Fernando Sánchez Castillo
Fernando Sánchez Castillo (1970) s’intéresse à la place que la révolution et l’agitation sociales occupent dans l’art et la société, en leur reconnaissant une valeur utopique et esthétique. Empreinte de l’ironie de la décontextualisation, l’inscription détache en lettres flamboyantes sa fonction commémorative déjà dépassée. Si « nous sommes tous des indésirables » rameutait les étudiants de mai 68 sous un même slogan, le sens est réapproprié ici par un artiste qui se gausse de la solennité en lui préférant grandement la spontanéité d’une fête populaire. Et quoi de plus gai que l’ouverture de cet Eldorado magnifique où l’art a officiellement le droit d’être l’un des derniers bastions de la vérité ? Cette vérité toujours politiquement incorrecte, mais néanmoins scrutée, décortiquée et passée au crible par maints artistes et curateurs, les « indésirables » d’aujourd’hui.

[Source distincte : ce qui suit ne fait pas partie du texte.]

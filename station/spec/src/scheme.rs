//! Clickable network diagrams ("schemes") and per-device addressing records.
//!
//! A scheme is a named picture of the training network; each device on it has
//! a clickable rectangle and a kind. The catalog is read-only after startup.

use std::collections::BTreeMap;

use serde::{Deserialize, Serialize};
use thiserror::Error;

/// Scheme identifier (e.g. `scheme1`).
pub type SchemeId = String;

/// DNS server recorded when a device config leaves it out.
pub const DEFAULT_DNS: &str = "8.8.8.8";

/// Kind of device drawn on a scheme.
#[derive(Debug, Clone, Copy, Serialize, Deserialize, PartialEq, Eq, Hash)]
#[serde(rename_all = "lowercase")]
pub enum DeviceKind {
    /// Satellite antenna.
    Antenna,
    /// Antenna console.
    Console,
    /// Consumer PC.
    Pc,
}

/// Clickable rectangle of one device.
#[derive(Debug, Clone, Serialize, Deserialize, PartialEq, Eq)]
pub struct ClickableArea {
    /// Device id, unique within the scheme.
    pub device_id: String,
    /// Left edge in diagram pixels.
    pub x: i32,
    /// Top edge in diagram pixels.
    pub y: i32,
    /// Width in pixels.
    pub width: u32,
    /// Height in pixels.
    pub height: u32,
    /// Caption shown on the diagram.
    pub label: String,
    /// Device kind.
    #[serde(rename = "type")]
    pub kind: DeviceKind,
}

/// One diagram with its devices.
#[derive(Debug, Clone, Serialize, Deserialize, PartialEq, Eq)]
pub struct Scheme {
    /// Scheme id.
    pub id: SchemeId,
    /// Free-form description.
    #[serde(default)]
    pub description: Option<String>,
    /// Devices in drawing order.
    pub areas: Vec<ClickableArea>,
}

impl Scheme {
    /// Area of `device_id`, if drawn on this scheme.
    pub fn area(&self, device_id: &str) -> Option<&ClickableArea> {
        self.areas.iter().find(|area| area.device_id == device_id)
    }
}

/// Catalog lookup failures.
#[derive(Debug, Clone, Error, PartialEq, Eq)]
pub enum SchemeError {
    /// No scheme with this id.
    #[error("scheme {0} not found")]
    UnknownScheme(SchemeId),
    /// Scheme exists but has no such device.
    #[error("device {device} not found on scheme {scheme}")]
    UnknownDevice {
        /// Scheme searched.
        scheme: SchemeId,
        /// Missing device id.
        device: String,
    },
}

/// Addressing a user assigned to a scheme device.
#[derive(Debug, Clone, Serialize, Deserialize, PartialEq, Eq)]
pub struct DeviceIps {
    /// IP address text.
    pub ip_address: String,
    /// Subnet mask text.
    pub subnet_mask: String,
    /// Gateway text.
    pub gateway: String,
    /// DNS server text.
    #[serde(default = "default_dns")]
    pub dns: String,
}

fn default_dns() -> String {
    DEFAULT_DNS.to_string()
}

impl DeviceIps {
    /// Replace a blank DNS with [`DEFAULT_DNS`].
    pub fn with_default_dns(mut self) -> Self {
        if self.dns.trim().is_empty() {
            self.dns = default_dns();
        }
        self
    }
}

/// Read-only set of schemes keyed by id.
#[derive(Debug, Clone, Default)]
pub struct SchemeCatalog {
    schemes: BTreeMap<SchemeId, Scheme>,
}

impl SchemeCatalog {
    /// Empty catalog.
    pub fn new() -> Self {
        Self::default()
    }

    /// Insert or replace a scheme.
    pub fn upsert(&mut self, scheme: Scheme) {
        self.schemes.insert(scheme.id.clone(), scheme);
    }

    /// Built-in catalog: `scheme1` with both antenna/console pairs and two PCs.
    pub fn reference() -> Self {
        let area = |device_id: &str, label: &str, kind, x, y, width, height| ClickableArea {
            device_id: device_id.into(),
            x,
            y,
            width,
            height,
            label: label.into(),
            kind,
        };
        let mut catalog = Self::new();
        catalog.upsert(Scheme {
            id: "scheme1".into(),
            description: Some("Initial deployment".into()),
            areas: vec![
                area("ac1", "AC 1 (P-448TH)", DeviceKind::Antenna, 200, 600, 150, 80),
                area("ac2", "AC 2 (P-448TH)", DeviceKind::Antenna, 900, 600, 150, 80),
                area("console_ac1", "Console AC 1", DeviceKind::Console, 200, 700, 120, 40),
                area("console_ac2", "Console AC 2", DeviceKind::Console, 900, 700, 120, 40),
                area("pc1", "PC 1 (consumer)", DeviceKind::Pc, 300, 200, 100, 60),
                area("pc2", "PC 2 (consumer)", DeviceKind::Pc, 800, 200, 100, 60),
            ],
        });
        catalog
    }

    /// Scheme ids in order.
    pub fn scheme_ids(&self) -> impl Iterator<Item = &SchemeId> {
        self.schemes.keys()
    }

    /// Scheme by id.
    pub fn scheme(&self, scheme_id: &str) -> Result<&Scheme, SchemeError> {
        self.schemes
            .get(scheme_id)
            .ok_or_else(|| SchemeError::UnknownScheme(scheme_id.to_string()))
    }

    /// Device area on a scheme.
    pub fn device(&self, scheme_id: &str, device_id: &str) -> Result<&ClickableArea, SchemeError> {
        self.scheme(scheme_id)?
            .area(device_id)
            .ok_or_else(|| SchemeError::UnknownDevice {
                scheme: scheme_id.to_string(),
                device: device_id.to_string(),
            })
    }
}

#[cfg(test)]
mod tests {
    use super::*;

    #[test]
    fn reference_scheme_has_six_devices() {
        let catalog = SchemeCatalog::reference();
        assert_eq!(catalog.scheme_ids().collect::<Vec<_>>(), vec!["scheme1"]);
        let scheme = catalog.scheme("scheme1").unwrap();
        assert_eq!(scheme.areas.len(), 6);
        let pcs: Vec<_> = scheme
            .areas
            .iter()
            .filter(|a| a.kind == DeviceKind::Pc)
            .map(|a| a.device_id.as_str())
            .collect();
        assert_eq!(pcs, vec!["pc1", "pc2"]);
    }

    #[test]
    fn unknown_scheme_and_device() {
        let catalog = SchemeCatalog::reference();
        assert_eq!(
            catalog.scheme("scheme9").unwrap_err(),
            SchemeError::UnknownScheme("scheme9".into())
        );
        assert_eq!(
            catalog.device("scheme1", "pc7").unwrap_err().to_string(),
            "device pc7 not found on scheme scheme1"
        );
        assert_eq!(catalog.device("scheme1", "pc2").unwrap().kind, DeviceKind::Pc);
    }

    #[test]
    fn area_serializes_kind_as_type() {
        let catalog = SchemeCatalog::reference();
        let json = serde_json::to_value(catalog.device("scheme1", "console_ac1").unwrap()).unwrap();
        assert_eq!(json["type"], "console");
        assert_eq!(json["device_id"], "console_ac1");
    }

    #[test]
    fn dns_defaults_when_missing_or_blank() {
        let ips: DeviceIps = serde_json::from_str(
            r#"{"ip_address": "192.168.10.2", "subnet_mask": "255.255.255.0", "gateway": "192.168.10.1"}"#,
        )
        .unwrap();
        assert_eq!(ips.dns, DEFAULT_DNS);

        let blank = DeviceIps {
            dns: " ".into(),
            ..ips.clone()
        };
        assert_eq!(blank.with_default_dns().dns, "8.8.8.8");
    }
}
use assert_cmd::prelude::*;
use std::fs::File;
use std::io::Write;
use std::process::Command;
use tempfile::tempdir;

use station_spec::{AntennaSpec, TopologySpec};

#[test]
fn devices_lists_reference_topology() -> Result<(), Box<dyn std::error::Error>> {
    let output = Command::cargo_bin("stationd")?.arg("devices").output()?;
    assert!(output.status.success());
    let listed: serde_json::Value = serde_json::from_slice(&output.stdout)?;
    assert_eq!(listed["antennas"], serde_json::json!(["ac1", "ac2"]));
    assert_eq!(listed["consoles"], serde_json::json!(["console_ac1", "console_ac2"]));
    assert_eq!(listed["serial_suffixes"]["ac2"], "25");
    Ok(())
}

#[test]
fn devices_reads_topology_file() -> Result<(), Box<dyn std::error::Error>> {
    let temp = tempdir()?;
    let path = temp.path().join("topology.json");
    let table = TopologySpec {
        antennas: vec![AntennaSpec {
            id: "ac3".into(),
            fixed_ip: "192.168.3.1".into(),
            allowed_gateways: vec!["192.168.222.222".into(), "10.0.0.135".into()],
            serial_suffix: Some("35".into()),
        }],
    };
    File::create(&path)?.write_all(serde_json::to_string(&table)?.as_bytes())?;

    let output = Command::cargo_bin("stationd")?
        .arg("--topology")
        .arg(&path)
        .arg("devices")
        .output()?;
    assert!(output.status.success());
    let listed: serde_json::Value = serde_json::from_slice(&output.stdout)?;
    assert_eq!(listed["consoles"], serde_json::json!(["console_ac3"]));
    assert_eq!(listed["serial_suffixes"], serde_json::json!({"ac3": "35"}));
    Ok(())
}

#[test]
fn malformed_topology_is_rejected() -> Result<(), Box<dyn std::error::Error>> {
    let temp = tempdir()?;
    let path = temp.path().join("topology.json");
    File::create(&path)?.write_all(br#"{"antennas": [{"id": "ac1"}]}"#)?;

    let output = Command::cargo_bin("stationd")?
        .arg("--topology")
        .arg(&path)
        .arg("devices")
        .output()?;
    assert!(!output.status.success());
    Ok(())
}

Avec Bird Feeder (2010) Sánchez Castillo propose une approche moins acerbe, pleine d’humour et d’insolence. Il présente le buste du roi d’Espagne Philippe V, qui fut de 1700 à 1712 Duc de Luxembourg et en détourne sa véritable fonction de monument de commémoration. Par un mécanisme intérieur ingénieux, à l’aide d’une vis d’Archimède qui déploie en continu des graines dans un creux situé sur le vertex du buste, « Bird Feeder » promeut la relation particulière qu’ont les oiseaux avec la statuaire publique. Ceux-ci viennent s’y (re)poser et se nourrir, parfondant la patine du bronze et contribuant à la fertilisation des jardins des alentours.